For those who want a summary conclusion, this volume definitely deserves space on the shelf of any student who is beginning to undertake a serious study of perception. Intermediate students will find that the volume serves as a stellar source of references to many of the most important works in the extant literature and also points towards numerous rabbit holes which can, and should, be chased down. Given the broad scope of the included material, advanced students will be able to treat the volume as a useful reference which covers various portions of the literature they may be less familiar with.
Division I: Historical Background
This division sets the historical context from which the current burgeoning field of philosophy of mind has sprung. This first division contains four articles which together trace the development of thought concerning perception from the Early Greeks (Victor Caston, “Perception in Ancient Greek Philosophy”) to the Medievals (Dominik Perler, “Perception in Medieval Philosophy”) through the Early Moderns (Alison Simmons, “Perception in Early Modern Philosophy”) and finally on to the 19th and 20th Century (Gary Hatfield, “Perception in Philosophy and Psychology in the 19th and Early 20th Centuries”).

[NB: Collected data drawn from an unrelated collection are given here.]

use std::collections::{BTreeMap, BTreeSet};
use std::time::Instant;

use serde_json::{Map, Value as JsonValue};
use sqlparser::ast::{
    BinaryOperator, Expr, Query, SelectItem, SetExpr, TableFactor, UnaryOperator, Value,
};

use crate::error::SampleError;
use crate::logic::Truth;
use crate::parser::expr::column_idents;
use crate::parser::names::{fold_identifier, ident_key, object_name_keys};
use crate::sampler::{Probe, ProbeAnswer, ProbeBudget, SampleDatabase};

type Row = Map<String, JsonValue>;

/// Sample rows per relation, loaded from JSON.
///
/// The evaluator understands single-relation SELECTs whose projection is a
/// list of columns (or `*`) and whose WHERE combines column comparisons,
/// NULL tests, AND, OR and NOT. Anything else is reported as unsupported.
#[derive(Debug, Clone, Default, PartialEq)]
pub struct InMemorySample {
    relations: BTreeMap<String, Vec<Row>>,
}

impl InMemorySample {
    /// Parse `{"relation": [{"column": value, ...}, ...], ...}`.
    pub fn from_json(json: &str) -> Result<Self, serde_json::Error> {
        let raw: BTreeMap<String, Vec<Row>> = serde_json::from_str(json)?;
        let relations = raw
            .into_iter()
            .map(|(name, rows)| {
                let rows = rows
                    .into_iter()
                    .map(|row| {
                        row.into_iter()
                            .map(|(column, value)| (fold_identifier(&column), value))
                            .collect()
                    })
                    .collect();
                (fold_identifier(&name), rows)
            })
            .collect();
        Ok(Self { relations })
    }

    /// Number of rows of `relation`, if present.
    pub fn row_count(&self, relation: &str) -> Option<usize> {
        self.relations.get(relation).map(Vec::len)
    }

    fn evaluate(&self, query: &Query, budget: ProbeBudget) -> Result<Vec<Vec<JsonValue>>, SampleError> {
        let unsupported = |what: &str| SampleError::Unsupported(what.to_string());
        let SetExpr::Select(select) = query.body.as_ref() else {
            return Err(unsupported("set operations"));
        };
        if query.with.is_some() || select.having.is_some() || select.distinct.is_some() {
            return Err(unsupported("WITH, HAVING or DISTINCT"));
        }
        let [from] = select.from.as_slice() else {
            return Err(unsupported("more than one relation"));
        };
        if !from.joins.is_empty() {
            return Err(unsupported("joins"));
        }
        let TableFactor::Table { name, alias, .. } = &from.relation else {
            return Err(unsupported("derived tables"));
        };
        let (_, relation) = object_name_keys(name);
        let correlation = alias
            .as_ref()
            .map_or_else(|| relation.clone(), |a| ident_key(&a.name));
        let rows = self
            .relations
            .get(&relation)
            .ok_or_else(|| SampleError::Query(format!("relation `{relation}` is not in the sample")))?;

        let started = Instant::now();
        let mut out = Vec::new();
        for (read, row) in rows.iter().enumerate() {
            if read as u64 >= budget.max_rows {
                return Err(SampleError::RowBudgetExhausted {
                    limit: budget.max_rows,
                });
            }
            if started.elapsed() > budget.timeout {
                return Err(SampleError::Timeout {
                    timeout_ms: u64::try_from(budget.timeout.as_millis()).unwrap_or(u64::MAX),
                });
            }
            let env = Env {
                row,
                correlation: &correlation,
            };
            if let Some(selection) = &select.selection {
                if env.truth(selection)? != Truth::True {
                    continue;
                }
            }
            let mut projected = Vec::new();
            for item in &select.projection {
                match item {
                    SelectItem::Wildcard(_) => projected.extend(row.values().cloned()),
                    SelectItem::UnnamedExpr(expr) | SelectItem::ExprWithAlias { expr, .. } => {
                        projected.push(env.value(expr)?);
                    }
                    SelectItem::QualifiedWildcard(..) => {
                        return Err(unsupported("qualified wildcards"));
                    }
                }
            }
            out.push(projected);
        }
        Ok(out)
    }
}

impl SampleDatabase for InMemorySample {
    fn describe(&self) -> String {
        format!("in-memory ({} relations)", self.relations.len())
    }

    fn probe(&self, probe: &Probe, budget: ProbeBudget) -> Result<ProbeAnswer, SampleError> {
        match probe {
            Probe::NullInSubquery { query } => {
                let rows = self.evaluate(query, budget)?;
                Ok(ProbeAnswer::NullPresent(
                    rows.iter().any(|row| row.first().is_some_and(JsonValue::is_null)),
                ))
            }
            Probe::Duplicates { query } => {
                let rows = self.evaluate(query, budget)?;
                let distinct: BTreeSet<String> = rows
                    .iter()
                    .map(|row| JsonValue::Array(row.clone()).to_string())
                    .collect();
                Ok(ProbeAnswer::Duplicates((rows.len() - distinct.len()) as u64))
            }
        }
    }
}

struct Env<'a> {
    row: &'a Row,
    correlation: &'a str,
}

impl Env<'_> {
    fn value(&self, expr: &Expr) -> Result<JsonValue, SampleError> {
        if let Some(idents) = column_idents(expr) {
            let (column, qualifier) = match idents {
                [column] => (column, None),
                [.., qualifier, column] => (column, Some(ident_key(qualifier))),
                [] => return Err(SampleError::Unsupported("empty identifier".to_string())),
            };
            if qualifier.is_some_and(|q| q != self.correlation) {
                return Err(SampleError::Unsupported(format!(
                    "correlated reference `{expr}`"
                )));
            }
            let key = ident_key(column);
            return self
                .row
                .get(&key)
                .cloned()
                .ok_or_else(|| SampleError::Query(format!("column `{key}` is not in the sample")));
        }
        match expr {
            Expr::Nested(inner) => self.value(inner),
            Expr::Value(Value::Null) => Ok(JsonValue::Null),
            Expr::Value(Value::Boolean(b)) => Ok(JsonValue::Bool(*b)),
            Expr::Value(Value::Number(text, _)) => text
                .parse::<f64>()
                .ok()
                .and_then(serde_json::Number::from_f64)
                .map(JsonValue::Number)
                .ok_or_else(|| SampleError::Unsupported(format!("number `{text}`"))),
            Expr::Value(Value::SingleQuotedString(text)) => Ok(JsonValue::String(text.clone())),
            Expr::UnaryOp {
                op: UnaryOperator::Minus,
                expr,
            } => match self.value(expr)? {
                JsonValue::Number(n) => n
                    .as_f64()
                    .and_then(|v| serde_json::Number::from_f64(-v))
                    .map(JsonValue::Number)
                    .ok_or_else(|| SampleError::Unsupported(format!("`{expr}`"))),
                _ => Err(SampleError::Unsupported(format!("`-{expr}`"))),
            },
            other => Err(SampleError::Unsupported(format!("expression `{other}`"))),
        }
    }

    fn truth(&self, expr: &Expr) -> Result<Truth, SampleError> {
        match expr {
            Expr::Nested(inner) => self.truth(inner),
            Expr::UnaryOp {
                op: UnaryOperator::Not,
                expr,
            } => Ok(!self.truth(expr)?),
            Expr::BinaryOp {
                left,
                op: BinaryOperator::And,
                right,
            } => Ok(self.truth(left)?.and(self.truth(right)?)),
            Expr::BinaryOp {
                left,
                op: BinaryOperator::Or,
                right,
            } => Ok(self.truth(left)?.or(self.truth(right)?)),
            Expr::BinaryOp { left, op, right } => {
                let (left, right) = (self.value(left)?, self.value(right)?);
                compare(&left, op, &right)
            }
            Expr::IsNull(inner) => Ok(Truth::from(self.value(inner)?.is_null())),
            Expr::IsNotNull(inner) => Ok(Truth::from(!self.value(inner)?.is_null())),
            Expr::Value(Value::Boolean(b)) => Ok(Truth::from(*b)),
            Expr::Value(Value::Null) => Ok(Truth::Unknown),
            other => Err(SampleError::Unsupported(format!("condition `{other}`"))),
        }
    }
}

fn compare(left: &JsonValue, op: &BinaryOperator, right: &JsonValue) -> Result<Truth, SampleError> {
    use std::cmp::Ordering;
    let ordering = match (left, right) {
        (JsonValue::Null, _) | (_, JsonValue::Null) => return Ok(Truth::Unknown),
        (JsonValue::Number(a), JsonValue::Number(b)) => a
            .as_f64()
            .zip(b.as_f64())
            .and_then(|(a, b)| a.partial_cmp(&b)),
        (JsonValue::String(a), JsonValue::String(b)) => Some(a.cmp(b)),
        (JsonValue::Bool(a), JsonValue::Bool(b)) => Some(a.cmp(b)),
        _ => None,
    };
    let Some(ordering) = ordering else {
        return Err(SampleError::Unsupported(format!(
            "comparison of {left} with {right}"
        )));
    };
    let holds = match op {
        BinaryOperator::Eq => ordering == Ordering::Equal,
        BinaryOperator::NotEq => ordering != Ordering::Equal,
        BinaryOperator::Lt => ordering == Ordering::Less,
        BinaryOperator::LtEq => ordering != Ordering::Greater,
        BinaryOperator::Gt => ordering == Ordering::Greater,
        BinaryOperator::GtEq => ordering != Ordering::Less,
        other => return Err(SampleError::Unsupported(format!("operator `{other}`"))),
    };
    Ok(Truth::from(holds))
}

#[cfg(test)]
mod tests {
    use super::*;
    use crate::parser::sql_parser::parse_query;
    use std::time::Duration;

    const SAMPLE: &str = r#"{
        "EMP": [
            {"empno": 1, "ename": "KING", "mgr": null, "deptno": 10},
            {"empno": 2, "ename": "BLAKE", "mgr": 1, "deptno": 30},
            {"empno": 3, "ename": "ALLEN", "mgr": 2, "deptno": 30}
        ]
    }"#;

    fn budget() -> ProbeBudget {
        ProbeBudget {
            max_rows: 100,
            timeout: Duration::from_secs(5),
        }
    }

    fn probe_nulls(sql: &str) -> Result<ProbeAnswer, SampleError> {
        let sample = InMemorySample::from_json(SAMPLE).expect("sample");
        let query = parse_query(sql).expect("query");
        sample.probe(&Probe::NullInSubquery { query }, budget())
    }

    #[test]
    fn null_probe_sees_filtered_rows_only() {
        assert_eq!(probe_nulls("SELECT mgr FROM emp"), Ok(ProbeAnswer::NullPresent(true)));
        assert_eq!(
            probe_nulls("SELECT mgr FROM emp WHERE deptno = 30"),
            Ok(ProbeAnswer::NullPresent(false))
        );
        assert_eq!(
            probe_nulls("SELECT e.mgr FROM emp e WHERE NOT (e.ename = 'KING' OR e.empno > 2)"),
            Ok(ProbeAnswer::NullPresent(false))
        );
    }

    #[test]
    fn duplicates_are_counted_over_projected_columns() {
        let sample = InMemorySample::from_json(SAMPLE).expect("sample");
        let query = parse_query("SELECT deptno FROM emp").expect("query");
        assert_eq!(
            sample.probe(&Probe::Duplicates { query }, budget()),
            Ok(ProbeAnswer::Duplicates(1))
        );
    }

    #[test]
    fn budgets_and_unsupported_shapes_fail_the_probe() {
        let sample = InMemorySample::from_json(SAMPLE).expect("sample");
        let query = parse_query("SELECT mgr FROM emp").expect("query");
        let tight = ProbeBudget {
            max_rows: 2,
            timeout: Duration::from_secs(5),
        };
        assert_eq!(
            sample.probe(&Probe::NullInSubquery { query }, tight),
            Err(SampleError::RowBudgetExhausted { limit: 2 })
        );
        assert!(matches!(
            probe_nulls("SELECT e.mgr FROM emp e, dept d"),
            Err(SampleError::Unsupported(_))
        ));
        assert!(matches!(
            probe_nulls("SELECT mgr FROM emp WHERE deptno = x.deptno"),
            Err(SampleError::Unsupported(_))
        ));
        assert_eq!(sample.row_count("emp"), Some(3));
    }
}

These chapters are not fully comprehensive (e.g., notably absent in the discussion of medieval theories of perception is any mention of John Duns Scotus or Henry of Ghent), but nor should they aspire to full comprehensiveness. They serve their purpose as introductions incredibly well, and though some might maintain that talk of “sensible species” is neither necessary nor helpful in a volume which is designed to serve as an introduction to contemporary research, I would disagree. The editor deserves praise for including this historical material, and contemporary research on historical figures is, of course, a relevant part of this rapidly developing field.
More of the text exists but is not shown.